::: Data provided :::

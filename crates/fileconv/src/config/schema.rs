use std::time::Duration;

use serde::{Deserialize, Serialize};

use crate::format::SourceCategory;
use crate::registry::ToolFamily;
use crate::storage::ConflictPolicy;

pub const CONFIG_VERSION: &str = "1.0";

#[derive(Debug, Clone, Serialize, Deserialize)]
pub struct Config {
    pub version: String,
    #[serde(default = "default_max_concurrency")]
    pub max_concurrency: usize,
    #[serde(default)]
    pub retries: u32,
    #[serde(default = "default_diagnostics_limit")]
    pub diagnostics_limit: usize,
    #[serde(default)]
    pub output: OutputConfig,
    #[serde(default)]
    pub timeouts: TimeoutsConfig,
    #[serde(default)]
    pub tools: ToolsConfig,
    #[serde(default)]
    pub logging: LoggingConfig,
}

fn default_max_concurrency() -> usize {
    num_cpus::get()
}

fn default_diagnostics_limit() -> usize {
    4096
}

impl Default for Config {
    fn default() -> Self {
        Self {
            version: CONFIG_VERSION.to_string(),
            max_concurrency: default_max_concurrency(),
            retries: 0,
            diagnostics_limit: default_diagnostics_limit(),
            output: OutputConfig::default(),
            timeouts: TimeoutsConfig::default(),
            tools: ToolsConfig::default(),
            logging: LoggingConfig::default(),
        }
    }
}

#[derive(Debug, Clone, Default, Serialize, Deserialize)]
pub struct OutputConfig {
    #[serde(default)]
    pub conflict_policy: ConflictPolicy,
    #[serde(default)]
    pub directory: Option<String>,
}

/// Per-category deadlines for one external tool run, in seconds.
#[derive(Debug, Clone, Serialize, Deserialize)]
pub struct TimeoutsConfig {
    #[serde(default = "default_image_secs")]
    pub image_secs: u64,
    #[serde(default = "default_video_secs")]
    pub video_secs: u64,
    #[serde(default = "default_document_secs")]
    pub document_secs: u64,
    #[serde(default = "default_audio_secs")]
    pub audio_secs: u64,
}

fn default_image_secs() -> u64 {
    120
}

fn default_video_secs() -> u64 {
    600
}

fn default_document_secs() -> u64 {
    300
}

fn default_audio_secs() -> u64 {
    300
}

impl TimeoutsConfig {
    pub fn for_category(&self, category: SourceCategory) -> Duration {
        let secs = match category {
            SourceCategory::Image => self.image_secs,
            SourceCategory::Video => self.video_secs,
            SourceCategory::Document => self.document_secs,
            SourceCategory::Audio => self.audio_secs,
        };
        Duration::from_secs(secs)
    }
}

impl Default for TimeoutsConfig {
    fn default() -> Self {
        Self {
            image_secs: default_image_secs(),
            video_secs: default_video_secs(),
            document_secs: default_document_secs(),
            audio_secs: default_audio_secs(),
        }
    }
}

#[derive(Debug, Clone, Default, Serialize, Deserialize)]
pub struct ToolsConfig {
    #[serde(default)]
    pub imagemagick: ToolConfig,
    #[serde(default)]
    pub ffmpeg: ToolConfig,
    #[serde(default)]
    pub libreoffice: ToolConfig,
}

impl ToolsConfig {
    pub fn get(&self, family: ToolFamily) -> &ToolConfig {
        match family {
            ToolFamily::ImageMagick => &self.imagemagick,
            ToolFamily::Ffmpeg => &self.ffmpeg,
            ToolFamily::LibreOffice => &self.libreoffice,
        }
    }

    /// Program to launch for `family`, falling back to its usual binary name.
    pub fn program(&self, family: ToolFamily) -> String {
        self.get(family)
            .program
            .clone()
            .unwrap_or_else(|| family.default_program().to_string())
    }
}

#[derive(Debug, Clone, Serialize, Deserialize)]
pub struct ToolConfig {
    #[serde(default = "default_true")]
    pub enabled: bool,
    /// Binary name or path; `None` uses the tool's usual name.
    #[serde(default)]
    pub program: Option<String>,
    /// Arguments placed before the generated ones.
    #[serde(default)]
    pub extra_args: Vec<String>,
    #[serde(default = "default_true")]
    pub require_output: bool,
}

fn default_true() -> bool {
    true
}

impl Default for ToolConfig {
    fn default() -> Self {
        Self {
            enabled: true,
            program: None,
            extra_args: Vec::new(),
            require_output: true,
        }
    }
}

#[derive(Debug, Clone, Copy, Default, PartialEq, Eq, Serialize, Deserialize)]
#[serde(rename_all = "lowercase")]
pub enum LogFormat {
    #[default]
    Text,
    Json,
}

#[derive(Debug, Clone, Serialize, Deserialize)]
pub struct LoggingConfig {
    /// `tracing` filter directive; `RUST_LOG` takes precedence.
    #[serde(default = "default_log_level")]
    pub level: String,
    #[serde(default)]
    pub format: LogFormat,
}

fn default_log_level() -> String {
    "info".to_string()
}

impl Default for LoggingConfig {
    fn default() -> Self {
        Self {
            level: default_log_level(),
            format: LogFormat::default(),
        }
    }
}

:::
::: Data provided :::

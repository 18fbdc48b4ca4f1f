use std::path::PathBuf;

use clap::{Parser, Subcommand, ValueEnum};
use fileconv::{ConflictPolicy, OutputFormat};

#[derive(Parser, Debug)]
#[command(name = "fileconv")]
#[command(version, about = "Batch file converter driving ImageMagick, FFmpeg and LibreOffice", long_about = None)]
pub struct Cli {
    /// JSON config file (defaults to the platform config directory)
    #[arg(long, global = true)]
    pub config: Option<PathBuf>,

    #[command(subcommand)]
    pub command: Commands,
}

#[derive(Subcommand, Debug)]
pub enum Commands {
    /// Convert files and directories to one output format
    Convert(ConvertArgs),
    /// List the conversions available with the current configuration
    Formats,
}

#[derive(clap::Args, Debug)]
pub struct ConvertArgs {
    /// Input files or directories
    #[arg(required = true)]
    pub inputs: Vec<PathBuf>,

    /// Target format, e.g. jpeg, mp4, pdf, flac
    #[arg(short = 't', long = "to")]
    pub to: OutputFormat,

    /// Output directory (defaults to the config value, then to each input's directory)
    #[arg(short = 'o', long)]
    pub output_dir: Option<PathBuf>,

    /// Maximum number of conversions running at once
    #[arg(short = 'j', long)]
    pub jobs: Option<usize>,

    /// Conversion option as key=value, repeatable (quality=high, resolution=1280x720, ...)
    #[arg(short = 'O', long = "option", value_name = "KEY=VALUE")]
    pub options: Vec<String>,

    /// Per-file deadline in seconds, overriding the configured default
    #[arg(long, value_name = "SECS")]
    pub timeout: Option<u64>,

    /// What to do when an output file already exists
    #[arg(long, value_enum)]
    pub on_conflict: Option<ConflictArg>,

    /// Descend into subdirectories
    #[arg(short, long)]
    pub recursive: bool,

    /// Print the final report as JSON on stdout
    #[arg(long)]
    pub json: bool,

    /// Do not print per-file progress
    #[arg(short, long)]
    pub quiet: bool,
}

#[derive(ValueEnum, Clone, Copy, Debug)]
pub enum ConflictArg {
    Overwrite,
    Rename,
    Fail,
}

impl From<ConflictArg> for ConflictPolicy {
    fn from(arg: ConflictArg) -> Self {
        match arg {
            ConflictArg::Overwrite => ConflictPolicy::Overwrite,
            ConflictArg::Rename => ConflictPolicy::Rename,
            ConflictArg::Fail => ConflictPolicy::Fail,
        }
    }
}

:::

= Task directions =
Give back exactly the lines above, from the line containing "#[arg(long, global = true)]" through the line containing "mp4, pdf, flac", with both end lines and nothing more.

= Solution for this problem =
    #[arg(long, global = true)]
    pub config: Option<PathBuf>,

    #[command(subcommand)]
    pub command: Commands,
}

#[derive(Subcommand, Debug)]
pub enum Commands {
    /// Convert files and directories to one output format
    Convert(ConvertArgs),
    /// List the conversions available with the current configuration
    Formats,
}

#[derive(clap::Args, Debug)]
pub struct ConvertArgs {
    /// Input files or directories
    #[arg(required = true)]
    pub inputs: Vec<PathBuf>,

    /// Target format, e.g. jpeg, mp4, pdf, flac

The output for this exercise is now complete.